### DATA TO EXAMINE

-*-*-

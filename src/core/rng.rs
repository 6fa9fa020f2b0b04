//! Deterministic Random Number Generator
//!
//! Uses Xorshift128+ for fast, reproducible question selection.
//! Given the same seed, produces an identical sequence on all platforms,
//! so a whole play-through can be replayed from its seed.

/// Source of uniformly distributed indices.
///
/// Question selection takes any implementor, so production code can use
/// an entropy-seeded generator while tests inject a fixed seed.
pub trait RandomSource {
    /// Return an index in `[0, len)`. `len == 0` returns 0.
    fn next_index(&mut self, len: usize) -> usize;
}

/// Deterministic PRNG using the Xorshift128+ algorithm.
///
/// # Example
///
/// ```
/// use treasure_quest::core::rng::DeterministicRng;
///
/// let mut a = DeterministicRng::new(12345);
/// let mut b = DeterministicRng::new(12345);
/// assert_eq!(a.next_u64(), b.next_u64());
/// ```
#[derive(Clone, Debug)]
pub struct DeterministicRng {
    state: [u64; 2],
}

impl Default for DeterministicRng {
    fn default() -> Self {
        Self::new(0)
    }
}

impl DeterministicRng {
    /// Create a new RNG from a 64-bit seed.
    ///
    /// Uses SplitMix64 to initialize the internal state, ensuring
    /// good distribution even from weak seeds.
    pub fn new(seed: u64) -> Self {
        let mut s = seed;
        let state0 = splitmix64(&mut s);
        let state1 = splitmix64(&mut s);

        // Xorshift is stuck at all zeros
        let state = if state0 == 0 && state1 == 0 {
            [1, 1]
        } else {
            [state0, state1]
        };

        Self { state }
    }

    /// Create an RNG seeded from operating system entropy.
    ///
    /// Returns the seed as well so it can be logged for replay.
    pub fn from_entropy() -> (Self, u64) {
        let seed: u64 = rand::random();
        (Self::new(seed), seed)
    }

    /// Generate the next 64-bit random value.
    #[inline]
    pub fn next_u64(&mut self) -> u64 {
        let s0 = self.state[0];
        let mut s1 = self.state[1];
        let result = s0.wrapping_add(s1);

        s1 ^= s0;
        self.state[0] = s0.rotate_left(24) ^ s1 ^ (s1 << 16);
        self.state[1] = s1.rotate_left(37);

        result
    }
}

impl RandomSource for DeterministicRng {
    #[inline]
    fn next_index(&mut self, len: usize) -> usize {
        if len == 0 {
            return 0;
        }
        (self.next_u64() % len as u64) as usize
    }
}

impl RandomSource for rand::rngs::StdRng {
    fn next_index(&mut self, len: usize) -> usize {
        use rand::Rng;
        if len == 0 {
            return 0;
        }
        self.gen_range(0..len)
    }
}

/// SplitMix64 for seed initialization.
/// Produces well-distributed values from sequential seeds.
#[inline]
fn splitmix64(state: &mut u64) -> u64 {
    *state = state.wrapping_add(0x9E3779B97F4A7C15);
    let mut z = *state;
    z = (z ^ (z >> 30)).wrapping_mul(0xBF58476D1CE4E5B9);
    z = (z ^ (z >> 27)).wrapping_mul(0x94D049BB133111EB);
    z ^ (z >> 31)
}

// =============================================================================
// TESTS
// =============================================================================
//! Input Intents
//!
//! Abstract player intents for one tick, packed into a bit field.
//! Device handling lives outside the engine; the host maps keys or
//! buttons onto these flags.
//!
//! Interaction is edge-triggered: holding the interact button opens at
//! most one question.

use serde::{Serialize, Deserialize};

// =============================================================================
// INPUT FRAME
// =============================================================================

/// Intents held during one tick.
#[derive(Clone, Copy, Debug, Default, PartialEq, Eq, Hash, Serialize, Deserialize)]
pub struct InputFrame {
    /// Packed intent bits:
    /// - Bit 0: move left
    /// - Bit 1: move right
    /// - Bit 2: jump
    /// - Bit 3: interact
    /// - Bit 4-7: reserved
    pub flags: u8,
}

impl InputFrame {
    pub const FLAG_MOVE_LEFT: u8 = 0x01;
    pub const FLAG_MOVE_RIGHT: u8 = 0x02;
    pub const FLAG_JUMP: u8 = 0x04;
    pub const FLAG_INTERACT: u8 = 0x08;

    /// No intents held.
    pub const fn new() -> Self {
        Self { flags: 0 }
    }

    /// Frame holding exactly `flags`.
    pub const fn with_flags(flags: u8) -> Self {
        Self { flags }
    }

    /// Frame with only interact held.
    pub const fn interact() -> Self {
        Self::with_flags(Self::FLAG_INTERACT)
    }

    #[inline]
    fn has(&self, flag: u8) -> bool {
        self.flags & flag != 0
    }

    #[inline]
    pub fn move_left(&self) -> bool {
        self.has(Self::FLAG_MOVE_LEFT)
    }

    #[inline]
    pub fn move_right(&self) -> bool {
        self.has(Self::FLAG_MOVE_RIGHT)
    }

    #[inline]
    pub fn jump(&self) -> bool {
        self.has(Self::FLAG_JUMP)
    }

    #[inline]
    pub fn interact_held(&self) -> bool {
        self.has(Self::FLAG_INTERACT)
    }

    /// Horizontal direction: -1 left, 1 right, 0 for neither or both.
    pub fn horizontal(&self) -> i32 {
        match (self.move_left(), self.move_right()) {
            (true, false) => -1,
            (false, true) => 1,
            _ => 0,
        }
    }

    /// Flags held now but not in `prev`.
    #[inline]
    pub fn just_pressed(&self, prev: InputFrame) -> u8 {
        self.flags & !prev.flags
    }

    /// Was interact pressed this tick (not merely held)?
    #[inline]
    pub fn interact_pressed(&self, prev: InputFrame) -> bool {
        self.just_pressed(prev) & Self::FLAG_INTERACT != 0
    }

    /// Set or clear `flag`.
    #[inline]
    pub fn set(&mut self, flag: u8, held: bool) {
        if held {
            self.flags |= flag;
        } else {
            self.flags &= !flag;
        }
    }

    /// Is nothing held?
    #[inline]
    pub fn is_idle(&self) -> bool {
        self.flags == 0
    }
}

// =============================================================================
// INPUT RECORDING
// =============================================================================

/// Input state that began at `at` (virtual ms).
#[derive(Clone, Copy, Debug, PartialEq, Eq, Serialize, Deserialize)]
pub struct InputDelta {
    pub at: u64,
    pub frame: InputFrame,
}

/// Delta-compressed input log for replaying a session.
///
/// Only changes are stored, so held buttons cost nothing.
#[derive(Clone, Debug, Default, Serialize, Deserialize)]
pub struct InputRecording {
    deltas: Vec<InputDelta>,
    #[serde(skip)]
    last_frame: InputFrame,
}

impl InputRecording {
    pub fn new() -> Self {
        Self::default()
    }

    /// Record the frame seen at `at`. Stored only if it changed.
    pub fn record(&mut self, at: u64, frame: InputFrame) {
        if frame != self.last_frame {
            self.deltas.push(InputDelta { at, frame });
            self.last_frame = frame;
        }
    }

    /// Frame in effect at `at`.
    pub fn input_at(&self, at: u64) -> InputFrame {
        let idx = self.deltas.partition_point(|d| d.at <= at);
        match idx {
            0 => InputFrame::new(),
            i => self.deltas[i - 1].frame,
        }
    }

    pub fn deltas(&self) -> &[InputDelta] {
        &self.deltas
    }
}

// =============================================================================
// TESTS
// =============================================================================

-*-*-

### WHAT THE TASK REQUIRES
Every line in the entries above that mentions the word "PartialEq" must be shown.

### EXERCISE ANSWER
#[derive(Clone, Copy, Debug, Default, PartialEq, Eq, Hash, Serialize, Deserialize)]
#[derive(Clone, Copy, Debug, PartialEq, Eq, Serialize, Deserialize)]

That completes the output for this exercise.